L’accord fut résilié et la majorité des journalistes arabisants de la
BBC se retrouvèrent au chômage. Ils furent donc récupérés pour fonder
Al-Jazeera.
Les frères Frydman tenaient à ce que leur télévision soit perçue
comme une chaîne arabe. Ils parvinrent à convaincre le nouvel émir de
Qatar, Hamid bin Khalifa al-Thani, qui, avec l’aide de Londres et de
Washington, venait de renverser son père —accusé de sentiments
pro-Iraniens—. Cheikh Hamad bin-Khalifa comprit rapidement les avantages
qu’il pouvait tirer à se trouver au centre des discussions
israélo-arabes, qui duraient depuis un demi-siècle déjà et s’annonçaient
encore longues. Au passage, il autorisa l’ouverture à Doha d’un bureau
du ministère israélien du Commerce, à défaut de pouvoir ouvrir une
ambassade. Surtout, il vit l’intérêt pour le Qatar de concurrencer les
riches médias saoudiens pan-arabes et de disposer d’un média qui
critique tout le monde, sauf lui.
Le montage financier initial prévoyait à la fois une mise de fonds
des frères Frydman et un prêt de l’émir de 150 millions de dollars sur 5
ans. C’est le boycott des annonceurs organisé par l’Arabie saoudite et
l’absence de revenus significatifs de la publicité qui a conduit à
modifier le schéma initial. En définitive, l’émir est devenu le bailleur
de fonds de la chaîne et donc son commanditaire.
Des journalistes exemplaires
Durant des années, l’audience d’Al-Jazeera a été tirée par son
pluralisme interne. La chaîne s’enorgueillissait de laisser dire une
chose et son contraire. Sa prétention n’était pas de dire la vérité,
mais de la faire surgir du débat. Son émission phare, le talk show de
l’iconoclaste Faisal al-Qassem, intitulé « L’Opinion contraire », se
régalait à bousculer les préjugés. Chacun pouvait trouver des motifs de
se réjouir de certains programmes et d’en déplorer d’autres. Peu
importe, ce bouillonnement interne a eu raison du monolithisme de ses
concurrents et a bouleversé le paysage audio-visuel arabe.
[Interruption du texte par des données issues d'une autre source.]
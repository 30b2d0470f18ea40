//! engine::recovery
//!
//! Rejected-push recovery and the interactive conflict loop.
//!
//! # Flow
//!
//! ```text
//! push rejected (non-fast-forward)
//!   -> pull --rebase
//!        clean     -> push (once)
//!        conflicts -> loop { continue | open in editor | skip | abort }
//!                       continue -> markers gone? -> add . -> all staged?
//!                                -> rebase --continue -> marker scan
//!                                -> push --force-with-lease
//!                       skip     -> rebase --skip (only once a commit
//!                                   came out empty)
//!                       abort    -> rebase --abort
//! ```
//!
//! The force push only happens after a whole-tree scan finds no conflict
//! markers in tracked files, and it is always lease-guarded so it fails if
//! the remote moved since the fetch.

use tracing::{debug, warn};

use super::outcome::{Outcome, WorkflowState};
use super::workflow::Workflow;
use super::WorkflowError;
use crate::git::{parse, RunOptions};
use crate::ui::prompts::{choose_one, Choice, PromptError};

/// What happens once a conflicted rebase finishes.
#[derive(Debug, Clone, Copy, PartialEq, Eq)]
pub enum AfterRebase {
    /// The rebase came from a rejected push: push again with a lease.
    ForcePush,
    /// The rebase came from a pull: nothing more to do.
    Finish,
}

#[derive(Debug, Clone, Copy, PartialEq, Eq)]
enum ConflictAction {
    Continue,
    OpenEditor,
    Skip,
    Abort,
}

/// Where one continue or skip attempt leaves the loop.
enum Step {
    Done(Outcome),
    Offer,
    EmptyCommit,
}

const CONFLICT_PROMPT: &str = "Rebase stopped on conflicts. Resolve them, then choose:";

impl Workflow<'_> {
    /// Recover from a push the remote refused as non-fast-forward.
    pub(super) fn recover_rejected_push(&mut self) -> Result<Outcome, WorkflowError> {
        self.enter(WorkflowState::Recovering);
        self.say("Push rejected: the remote has commits this branch does not. Rebasing onto them.");

        let (result, pull) = self.execute(&["pull", "--rebase"])?;
        if parse::reports_conflict(&result)
            || (!pull.is_success() && self.inspector().rebase_in_progress()?)
        {
            return self.conflict_loop(AfterRebase::ForcePush);
        }
        if !pull.is_success() {
            return Ok(Outcome::failed(pull.failure_text()));
        }

        let (_, retry) = self.execute(&["push"])?;
        if retry.is_success() {
            Ok(Outcome::succeeded("Pushed after rebasing onto the remote"))
        } else {
            Ok(Outcome::failed(format!(
                "push failed again after rebasing: {}",
                retry.failure_text()
            )))
        }
    }

    /// Offer continue/abort until the rebase is finished or abandoned.
    pub(super) fn conflict_loop(&mut self, after: AfterRebase) -> Result<Outcome, WorkflowError> {
        self.enter(WorkflowState::Recovering);

        let mut empty_commit = false;
        loop {
            let unresolved: Vec<String> =
                self.inspector().conflicted_files()?.into_iter().collect();
            if !unresolved.is_empty() {
                self.say_list("Unresolved conflicts:", &unresolved);
            }

            let mut options = vec![
                Choice::new("Continue (conflicts are resolved)", ConflictAction::Continue),
                Choice::new("Abort the rebase", ConflictAction::Abort),
            ];
            if empty_commit {
                options.insert(
                    1,
                    Choice::new("Skip this now-empty commit", ConflictAction::Skip),
                );
            }
            if self.settings.editor.is_some() && !unresolved.is_empty() {
                options.insert(
                    1,
                    Choice::new("Open conflicted files in editor", ConflictAction::OpenEditor),
                );
            }

            let action = match choose_one(self.prompter, CONFLICT_PROMPT, options) {
                Ok(action) => action,
                Err(PromptError::Cancelled) => {
                    return Ok(Outcome::aborted(
                        "prompt cancelled; the rebase is still in progress \
                         (finish with `git rebase --continue` or `git rebase --abort`)",
                    ))
                }
                Err(err) => return Err(err.into()),
            };
            debug!(?action, "conflict loop");

            let step = match action {
                ConflictAction::Abort => return self.abort_rebase(),
                ConflictAction::OpenEditor => {
                    self.open_editor(&unresolved)?;
                    continue;
                }
                ConflictAction::Continue => self.continue_rebase(after)?,
                ConflictAction::Skip => self.skip_commit(after)?,
            };
            match step {
                Step::Done(outcome) => return Ok(outcome),
                Step::Offer => empty_commit = false,
                Step::EmptyCommit => empty_commit = true,
            }
        }
    }

    /// One "continue" attempt.
    fn continue_rebase(&mut self, after: AfterRebase) -> Result<Step, WorkflowError> {
        let inspector = self.inspector();

        let remaining: Vec<String> = inspector.conflicted_files()?.into_iter().collect();
        if !remaining.is_empty() {
            self.say_list("Conflict markers remain in:", &remaining);
            return Ok(Step::Offer);
        }

        let (_, add) = self.execute(&["add", "."])?;
        if !add.is_success() {
            return Ok(Step::Done(Outcome::failed(add.failure_text())));
        }

        let unstaged = inspector.unstaged_entries()?;
        if !unstaged.is_empty() {
            self.say_list("error: these paths are still not staged:", &unstaged);
            return Ok(Step::Offer);
        }

        let (result, cont) =
            self.execute_with_env(&["rebase", "--continue"], &[("GIT_EDITOR", "true")])?;
        if !cont.is_success() {
            let in_progress = inspector.rebase_in_progress()?;
            if in_progress && parse::reports_empty_commit(&result) {
                self.say(
                    "Resolving left this commit with no changes. Skip it to drop the commit \
                     and carry on with the rebase.",
                );
                return Ok(Step::EmptyCommit);
            }
            if parse::reports_conflict(&result) {
                self.say("The next commit in the rebase conflicts as well.");
                return Ok(Step::Offer);
            }
            if in_progress {
                self.say(format!(
                    "rebase --continue did not finish: {}",
                    cont.failure_text()
                ));
                return Ok(Step::Offer);
            }
            return Ok(Step::Done(Outcome::failed(cont.failure_text())));
        }
        if inspector.rebase_in_progress()? {
            return Ok(Step::Offer);
        }

        self.finish_rebase(after).map(Step::Done)
    }

    /// Drop the current commit from the rebase.
    fn skip_commit(&mut self, after: AfterRebase) -> Result<Step, WorkflowError> {
        let inspector = self.inspector();

        let (result, skip) =
            self.execute_with_env(&["rebase", "--skip"], &[("GIT_EDITOR", "true")])?;
        if !skip.is_success() {
            if parse::reports_conflict(&result) {
                self.say("The next commit in the rebase conflicts as well.");
                return Ok(Step::Offer);
            }
            if !inspector.rebase_in_progress()? {
                return Ok(Step::Done(Outcome::failed(skip.failure_text())));
            }
            return Ok(Step::Offer);
        }
        if inspector.rebase_in_progress()? {
            return Ok(Step::Offer);
        }

        self.finish_rebase(after).map(Step::Done)
    }

    fn finish_rebase(&mut self, after: AfterRebase) -> Result<Outcome, WorkflowError> {
        match after {
            AfterRebase::Finish => Ok(Outcome::succeeded("Rebase completed; conflicts resolved")),
            AfterRebase::ForcePush => {
                let marked = self.inspector().files_with_conflict_markers()?;
                if !marked.is_empty() {
                    return Ok(Outcome::aborted(format!(
                        "conflict markers remain in {}; the force push was withheld",
                        marked.join(", ")
                    )));
                }
                let (_, push) = self.execute(&["push", "--force-with-lease"])?;
                if push.is_success() {
                    Ok(Outcome::succeeded("Pushed after resolving conflicts"))
                } else {
                    Ok(Outcome::failed(push.failure_text()))
                }
            }
        }
    }

    fn abort_rebase(&mut self) -> Result<Outcome, WorkflowError> {
        let (_, abort) = self.execute(&["rebase", "--abort"])?;
        if abort.is_success() {
            Ok(Outcome::aborted(
                "rebase aborted; the branch is back where it was before the pull",
            ))
        } else {
            Ok(Outcome::failed(abort.failure_text()))
        }
    }

    /// Run the configured merge tool once over the conflicted files.
    pub(super) fn run_merge_tool(&mut self) -> Result<(), WorkflowError> {
        let settings = self.settings;
        let Some(tool) = settings.merge_tool.as_deref() else {
            self.say("No merge tool configured (set `merge_tool`); resolve the files by hand.");
            return Ok(());
        };
        let result = self.git.run_interactive(&["mergetool", "--tool", tool])?;
        if !result.success() {
            warn!(tool, exit_code = result.exit_code, "merge tool did not finish cleanly");
            self.say(format!(
                "merge tool '{}' exited with status {}",
                tool, result.exit_code
            ));
        }
        Ok(())
    }

    /// Open `files` in `$VISUAL`/`$EDITOR`. Editor problems are reported,
    /// not fatal.
    fn open_editor(&mut self, files: &[String]) -> Result<(), WorkflowError> {
        let settings = self.settings;
        let Some(editor) = settings.editor.as_deref() else {
            return Ok(());
        };
        let mut parts = editor.split_whitespace();
        let Some(program) = parts.next() else {
            return Ok(());
        };
        let mut args: Vec<&str> = parts.collect();
        args.extend(files.iter().map(String::as_str));

        let root = self.inspector().repo_root()?;
        let options = RunOptions::in_dir(Some(&root)).interactive();
        match self.git.runner().run(program, &args, &options) {
            Ok(result) if !result.success() => self.say(format!(
                "editor '{}' exited with status {}",
                program, result.exit_code
            )),
            Ok(_) => {}
            Err(err) => self.say(format!("could not open editor: {}", err)),
        }
        Ok(())
    }
}
//! cli::args
//!
//! Command-line argument definitions using clap derive.
//!
//! # Global Flags
//!
//! These flags are available on all commands:
//! - `--help` / `-h`: Show help
//! - `--version`: Show version
//! - `--cwd <path>`: Run as if in that directory
//! - `--debug`: Enable debug logging
//! - `--no-interactive`: Never prompt
//! - `--quiet` / `-q`: Minimal output

use clap::{Parser, Subcommand};
use std::io::IsTerminal;
use std::path::PathBuf;

/// care - guided Git workflows, project scaffolding and task-board shortcuts
#[derive(Parser, Debug)]
#[command(name = "care")]
#[command(author, version, about, long_about = None)]
pub struct Cli {
    /// Run as if care was started in this directory
    #[arg(long, global = true)]
    pub cwd: Option<PathBuf>,

    /// Enable debug logging
    #[arg(long, global = true)]
    pub debug: bool,

    /// Minimal output; implies --no-interactive
    #[arg(short, long, global = true)]
    pub quiet: bool,

    /// Disable interactive prompts
    #[arg(long, global = true)]
    pub no_interactive: bool,

    #[command(subcommand)]
    pub command: Command,
}

impl Cli {
    /// Parse command-line arguments.
    pub fn parse_args() -> Self {
        Parser::parse()
    }

    /// Whether prompts are allowed.
    ///
    /// False with `--no-interactive` or `--quiet`, or when stdin is not a
    /// terminal.
    pub fn interactive(&self) -> bool {
        if self.no_interactive || self.quiet {
            false
        } else {
            std::io::stdin().is_terminal()
        }
    }
}

/// Available commands.
#[derive(Subcommand, Debug)]
pub enum Command {
    /// Run a guided Git workflow
    #[command(
        name = "git",
        long_about = "Run a guided Git workflow.\n\n\
            Without a subcommand care asks which workflow to run. Every step \
            re-reads the repository state before deciding what to do, and a \
            push rejected because the remote moved is rebased and retried \
            instead of being forced.",
        after_help = "\
WORKFLOW EXAMPLES:
    # Pick a workflow from a menu
    care git

    # Commit everything with a typed message
    care git commit

    # Push, rebasing onto the remote first if it moved
    care git push --auto-resolve

    # Merge feature into main without the menus
    care git merge --from feature --into main"
    )]
    Git {
        #[command(subcommand)]
        action: Option<GitAction>,

        /// Rebase on pull and walk through conflicts instead of stopping
        #[arg(long, global = true)]
        auto_resolve: bool,
    },

    /// Show what care sees in the repository
    #[command(
        name = "status",
        long_about = "Show the repository state care bases its decisions on.\n\n\
            Runs every query once: pending changes, staged changes, distance \
            from the remote-tracking branch, rebase state and conflicted files."
    )]
    Status,

    /// Create a project from a configured template
    #[command(
        name = "project",
        long_about = "Create a new project by copying a configured template.\n\n\
            The template tree is copied into a new directory, the package.json \
            name is rewritten, and `npm install` runs in the new directory.",
        after_help = "\
WORKFLOW EXAMPLES:
    # Choose template and name interactively
    care project

    # Fully scripted
    care project --template web --name shop --skip-install"
    )]
    Project {
        /// Template name from config
        #[arg(long)]
        template: Option<String>,

        /// Name of the new project directory
        #[arg(long)]
        name: Option<String>,

        /// Do not run `npm install`
        #[arg(long)]
        skip_install: bool,
    },

    /// Work with the task board
    #[command(name = "tasks")]
    Tasks {
        #[command(subcommand)]
        action: TasksAction,
    },

    /// Get, set, or list configuration values
    #[command(
        name = "config",
        after_help = "\
WORKFLOW EXAMPLES:
    # Show the effective configuration
    care config list

    # Use a merge tool for auto-resolved pulls
    care config set merge_tool meld

    # Store the board credential (prompts without echo)
    care config set board.credential"
    )]
    Config {
        #[command(subcommand)]
        action: ConfigAction,
    },

    /// Generate shell completion scripts
    #[command(
        name = "completion",
        after_help = "\
WORKFLOW EXAMPLES:
    # Bash (add to ~/.bashrc)
    care completion bash >> ~/.bashrc

    # Zsh (add to ~/.zshrc)
    care completion zsh >> ~/.zshrc"
    )]
    Completion {
        /// Shell to generate completions for
        #[arg(value_enum)]
        shell: Shell,
    },
}

/// Git workflows.
#[derive(Subcommand, Debug, Clone)]
pub enum GitAction {
    /// Stage everything and commit with a typed message
    Commit,
    /// Commit, then push if the commit was made
    CommitAndPush,
    /// Push the current branch
    Push,
    /// Pull from the remote
    Pull,
    /// Merge one branch into another
    Merge {
        /// Branch to merge from
        #[arg(long = "from", value_name = "BRANCH")]
        source: Option<String>,

        /// Branch to merge into
        #[arg(long = "into", value_name = "BRANCH")]
        destination: Option<String>,
    },
    /// Stash local changes under a label
    Stash,
}

/// Task-board subcommands.
#[derive(Subcommand, Debug)]
pub enum TasksAction {
    /// List incomplete tasks and act on one
    List {
        /// Board id; defaults to board.board_id
        #[arg(long, short)]
        board: Option<String>,
    },
    /// Start the timer on a task
    Timer {
        /// Task id
        task_id: String,

        /// Board id; defaults to board.board_id
        #[arg(long, short)]
        board: Option<String>,
    },
}

/// Config subcommands.
#[derive(Subcommand, Debug)]
pub enum ConfigAction {
    /// Print one value
    Get {
        /// Key, e.g. `remote` or `board.base_url`
        key: String,
    },
    /// Set one value in the global file
    Set {
        /// Key, e.g. `remote` or `board.base_url`
        key: String,
        /// New value; board.credential is prompted for when omitted
        value: Option<String>,
    },
    /// Print every value
    List,
}

#[derive(clap::ValueEnum, Debug, Clone, Copy)]
#[allow(clippy::enum_variant_names)]
pub enum Shell {
    Bash,
    Zsh,
    Fish,
    PowerShell,
}

#[cfg(test)]
mod tests {
    use super::*;
    use clap::CommandFactory;

    #[test]
    fn verify_cli() {
        Cli::command().debug_assert();
    }

    #[test]
    fn git_without_subcommand() {
        let cli = Cli::try_parse_from(["care", "git"]).unwrap();
        assert!(matches!(
            cli.command,
            Command::Git {
                action: None,
                auto_resolve: false
            }
        ));
    }

    #[test]
    fn merge_presets() {
        let cli =
            Cli::try_parse_from(["care", "git", "merge", "--from", "feat", "--into", "main"])
                .unwrap();
        match cli.command {
            Command::Git {
                action: Some(GitAction::Merge {
                    source,
                    destination,
                }),
                ..
            } => {
                assert_eq!(source.as_deref(), Some("feat"));
                assert_eq!(destination.as_deref(), Some("main"));
            }
            other => panic!("unexpected {:?}", other),
        }
    }

    #[test]
    fn auto_resolve_after_subcommand() {
        let cli = Cli::try_parse_from(["care", "git", "pull", "--auto-resolve"]).unwrap();
        assert!(matches!(
            cli.command,
            Command::Git {
                action: Some(GitAction::Pull),
                auto_resolve: true
            }
        ));
    }

    #[test]
    fn quiet_disables_prompts() {
        let cli = Cli::try_parse_from(["care", "-q", "status"]).unwrap();
        assert!(!cli.interactive());
    }

    #[test]
    fn config_set_value_is_optional() {
        let cli = Cli::try_parse_from(["care", "config", "set", "board.credential"]).unwrap();
        assert!(matches!(
            cli.command,
            Command::Config {
                action: ConfigAction::Set { value: None, .. }
            }
        ));
    }
}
Le rôle héroïque des reporters d’Al-Jazeera en Afghanistan et durant
la troisième guerre du Golfe, en 2003, et leur travail exemplaire
contrastant avec la propagande des chaînes satellitaires pro-US,
transforma l’image de la chaîne d’une station polémique en média de
référence. Ses journalistes payèrent au prix fort leur courage : George
W. Bush hésita à bombarder les studio de Doha, mais fit assassiner Tareq
Ayyoub [2], arrêter Tayseer Alouni [3] et incarcérer Sami el-Hajj à Guantanamo [4].
La réorganisation de 2005
Cependant les meilleures choses ont une fin. En 2004-05, après le
décès de David Frydman, l’émir décida de réorganiser complètement
Al-Jazeera et de créer de nouveaux canaux, dont Al-Jazeera English,
alors que le marché mondial se transformait et que tous les grands États
se dotaient de chaînes d’information satellitaires. Il s’agissait
clairement d’abandonner l’effervescence et les provocations du début, de
capitaliser une audience atteignant désormais les 50 millions de
téléspectateurs, pour se positionner comme un acteur du monde globalisé.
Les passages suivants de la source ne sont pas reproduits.